20201022124829 1 perbedaan cmyk dan rgb 001 mutia anggraini - Perbedaan CMYK dan RGB dalam Desain Grafis

Setelah memahami pengertian dan konsep dari kedua teknik penggabungan warna dasar pada desain grafis tersebut, kini perbedaan CMYK dan RGB juga harus ketahui melalui kelebihan dan kekurangannya seperti yang lansir dari berikut ini.http://www.woodcraftunfinishedfurniture.com/

Kelebihan:

perbedaan cmyk dan rgb dalam desain grafis hindari kesalahan saat memilih warna - Perbedaan CMYK dan RGB dalam Desain Grafis

1. Mampu menciptakan warna sekunder

Kelebihan pertama dari CMYK adalah kemampuannya untuk menciptakan warna sekunder. Sebab, saat ketiga warna tersebut gabungkan, maka akan terbentuk beberapa warna yang seringkali butuhkan yakni seperti merah, hijau, hingga biru.

2. Ekonomis

Tinta CMYK sebut lebih ekonomis dan tahan lama. Sebab, beberapa warna dasar dapat hasilkan dari pencampuran beberapa warna CMYK tanpa harus kehilangan warna utama dalam jumlah yang besar. Hal ini jelas akan mempengaruhi kondisi keuangan pribadi maupun perusahaan Anda.

3. Cocok Digunakan Dalam Jumlah Besar

Ekonomis pun menjadi salah satu andalan banyak perusahaan masih mempertahankan teknik CMYK saat hendak melakukan proses pencetakan. Selain itu, warna yang dihasilkan CMYK pun diklaim masih relevan dan memiliki kualitas baik.

 

Kekurangan:

Warna tinta yang digunakan pada mode CMYK disebut tidak dapat akurat. Hal ini lantaran tinta printer memiliki campuran yang tidak cukup akurat untuk menghasilkan warna dari mode CMYK. Hal ini selanjutnya dapat mengakibatkan terjadinya sistem out of gamut atau ketidakmampuan printer untuk menjangkau warna tertentu.

Kelebihan dan Kekurangan RGB

Tak hanya metode pencampuran warna CMYK saja, RGB pun juga memiliki kelebihan dan kekurangannya saat digunakan dalam proses mencetak warna. Berikut beberapa perbedaan CMYK dan RGB yang berdasarkan pada kelebihan serta kekurangan teknik RGB:

Kelebihan:

1. Akurasi Tinggi

Kelebihan pertama pada model warna RGB adalah tingkat akurasi percampuran warnanya yang cukup tinggi. Teknik ini pun seringkali digunakan dalam berbagai perangkat elektronik seperti komputer hingga televisi.

2. Mudah Disalin

Kelebihan lainnya adalah kemudahannya untuk dipindah ke piranti lain tanpa harus melakukan proses convert ke mode warna lain terlebih dahulu. Hal ini lantaran cukup banyak peralatan dan piranti elektronik yang menggunakan mode warna RGB.

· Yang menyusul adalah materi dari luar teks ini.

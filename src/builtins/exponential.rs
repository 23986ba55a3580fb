/* ************************************************************************ **
** This file is part of glic, and is licensed under EITHER the MIT license  **
** or the Apache 2.0 license, at your option.                               **
**                                                                          **
**     http://www.apache.org/licenses/LICENSE-2.0                           **
**     http://opensource.org/licenses/MIT                                   **
** ************************************************************************ */

//! Exponential functions.

binary_builtins! {
    /// `x` raised to the power `y`.
    ///
    /// Undefined in GLSL for `x < 0`, or for `x == 0 && y <= 0`; here it is
    /// whatever `f32::powf` produces.
    pow(x, y) => f32::powf;
}

unary_builtins! {
    /// Natural exponentiation.
    exp(x) => f32::exp;
    exp2(x) => f32::exp2;

    /// Natural logarithm. NaN for negative input, `-inf` at zero.
    log(x) => f32::ln;
    log2(x) => f32::log2;

    sqrt(x) => f32::sqrt;

    /// `1 / sqrt(x)`.
    inversesqrt(x) => |x| 1.0 / x.sqrt();
}
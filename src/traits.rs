/* ************************************************************************ **
** This file is part of glic, and is licensed under EITHER the MIT license  **
** or the Apache 2.0 license, at your option.                               **
**                                                                          **
**     http://www.apache.org/licenses/LICENSE-2.0                           **
**     http://opensource.org/licenses/MIT                                   **
** ************************************************************************ */

// Traits exposed in public interfaces,
// implemented on finite sets of types rather than more general
//  generic bounds in order to reduce coupling with client crates.

use std::fmt;
use std::ops::{Add, Sub, Mul, Div, Neg};

use crate::types::{Vec2, Vec3, Vec4};

pub use self::gen_type::GenType;
mod gen_type {
    use super::*;

    /// Trait for the types accepted by the builtin functions:
    /// `f32`, `Vec2`, `Vec3`, and `Vec4`. (GLSL calls these "genType")
    ///
    /// A scalar is treated as a vector with one component, which is what allows
    /// every builtin to be written exactly once.  `apply` and `zip` are the only
    /// ways the builtins ever look at individual components.
    ///
    /// This trait is sealed to avoid accidental commitments.
    pub trait GenType
        : Sized + Copy + Default + PartialEq + fmt::Debug
        + Add<Self, Output=Self> + Sub<Self, Output=Self>
        + Mul<Self, Output=Self> + Div<Self, Output=Self>
        + Neg<Output=Self>
        + Mul<f32, Output=Self> + Div<f32, Output=Self>
        + Sealed
    {
        /// Number of components.
        const DIM: usize;

        /// Broadcast a scalar to every component.
        fn splat(x: f32) -> Self;

        /// Apply a unary scalar function to each component.
        fn apply<F>(self, f: F) -> Self
        where F: FnMut(f32) -> f32;

        /// Combine two values component-wise with a binary scalar function.
        fn zip<F>(f: F, a: Self, b: Self) -> Self
        where F: FnMut(f32, f32) -> f32;

        /// Sum of the components.
        fn sum(self) -> f32;

        /// Euclidean norm.  For `f32` this is `abs`, which never squares.
        fn norm(self) -> f32;
    }

    pub trait Sealed { }
}

pub use self::broadcast::Broadcast;
mod broadcast {
    use super::*;

    /// Operands that can stand in for a `T` by broadcasting.
    ///
    /// Every `GenType` broadcasts to itself, and an `f32` broadcasts to any
    /// vector type by filling every component.  This is what lets
    /// `min(v, 1.0)` and `min(v, w)` be the same function.
    ///
    /// This trait is sealed to avoid accidental commitments.
    pub trait Broadcast<T: GenType>: Copy + Sealed<T> {
        fn broadcast(self) -> T;
    }

    pub trait Sealed<T> { }
}

impl<T: GenType> Broadcast<T> for T {
    #[inline(always)]
    fn broadcast(self) -> T { self }
}
impl<T: GenType> broadcast::Sealed<T> for T { }

gen_each!{
    @{Vn}
    impl_scalar_broadcast!({$Vn:ident}) => {
        impl Broadcast<$Vn> for f32 {
            #[inline(always)]
            fn broadcast(self) -> $Vn { $Vn::splat(self) }
        }
        impl broadcast::Sealed<$Vn> for f32 { }
    }
}

// ---------------------------------------------------------------------------

impl gen_type::Sealed for f32 { }
impl GenType for f32 {
    const DIM: usize = 1;

    #[inline(always)]
    fn splat(x: f32) -> f32 { x }

    #[inline(always)]
    fn apply<F>(self, mut f: F) -> f32
    where F: FnMut(f32) -> f32,
    { f(self) }

    #[inline(always)]
    fn zip<F>(mut f: F, a: f32, b: f32) -> f32
    where F: FnMut(f32, f32) -> f32,
    { f(a, b) }

    #[inline(always)]
    fn sum(self) -> f32 { self }

    #[inline(always)]
    fn norm(self) -> f32 { self.abs() }
}

gen_each!{
    @{Vn_n}
    impl_gen_type!({$Vn:ident $n:tt}) => {
        impl gen_type::Sealed for $Vn { }
        impl GenType for $Vn {
            const DIM: usize = $n;

            #[inline(always)]
            fn splat(x: f32) -> $Vn { $Vn([x; $n]) }

            #[inline(always)]
            fn apply<F>(self, mut f: F) -> $Vn
            where F: FnMut(f32) -> f32,
            { $Vn::from_fn(|k| f(self.0[k])) }

            #[inline(always)]
            fn zip<F>(mut f: F, a: $Vn, b: $Vn) -> $Vn
            where F: FnMut(f32, f32) -> f32,
            { $Vn::from_fn(|k| f(a.0[k], b.0[k])) }

            #[inline]
            fn sum(self) -> f32
            { (1..$n).fold(self.0[0], |s, k| s + self.0[k]) }

            #[inline]
            fn norm(self) -> f32
            { GenType::sum(self * self).sqrt() }
        }
    }
}

// ---------------------------------------------------------------------------

#[cfg(test)]
mod tests {
    use super::*;
    use crate::types::{vec2, vec3, vec4};

    fn dims<T: GenType>(_: T) -> usize { T::DIM }

    #[test]
    fn dim() {
        assert_eq!(dims(1.0f32), 1);
        assert_eq!(dims(vec2(0.0, 0.0)), 2);
        assert_eq!(dims(Vec3::default()), 3);
        assert_eq!(dims(Vec4::default()), 4);
    }

    #[test]
    fn scalar_is_one_component() {
        assert_eq!(GenType::apply(4.0f32, f32::sqrt), 2.0);
        assert_eq!(<f32 as GenType>::zip(f32::max, 1.0, -3.0), 1.0);
        assert_eq!(GenType::sum(7.5f32), 7.5);
        assert_eq!(<f32 as GenType>::splat(2.0), 2.0);
    }

    #[test]
    fn sum() {
        assert_eq!(vec2(1.0, 2.0).sum(), 3.0);
        assert_eq!(vec3(1.0, 2.0, 3.0).sum(), 6.0);
        assert_eq!(vec4(1.0, 2.0, 3.0, -4.0).sum(), 2.0);
    }

    #[test]
    fn norm() {
        assert_eq!(GenType::norm(-2.5f32), 2.5);
        assert_eq!(GenType::norm(1e-30f32), 1e-30);
        assert_eq!(GenType::norm(-1e30f32), 1e30);
        assert_eq!(GenType::norm(vec2(3.0, -4.0)), 5.0);
        assert_eq!(GenType::norm(vec4(1.0, 1.0, 1.0, 1.0)), 2.0);
    }

    #[test]
    fn broadcast() {
        fn bc<T: GenType, B: Broadcast<T>>(_: T, b: B) -> T { b.broadcast() }

        let v = vec3(1.0, 2.0, 3.0);
        assert_eq!(bc(v, 0.5f32), vec3(0.5, 0.5, 0.5));
        assert_eq!(bc(v, v), v);
        assert_eq!(bc(2.0f32, 3.0f32), 3.0);
    }
}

3. Meningkatkan Kualitas Foto

Kelebihannya yang lain adalah kemampuannya untuk dapat meningkatkan kualitas cetakan foto. Sebab, banyak aplikasi foto yang menggunakan mode warna RGB sebagai warna andalan untuk meningkatkan kualitas warna di dalamnya.

Kekurangan:

Meski banyak kelebihan yang dapat peroleh saat menggunakan mode warna RGB, namun RGB sebut masih memiliki kekurangannya. Salah satunya yakni hasil cetakan printer yang tidak dapat tercetak dengan sempurna. Sebab, pada umumnya banyak printer yang masih menggunakan mode warna CMYK.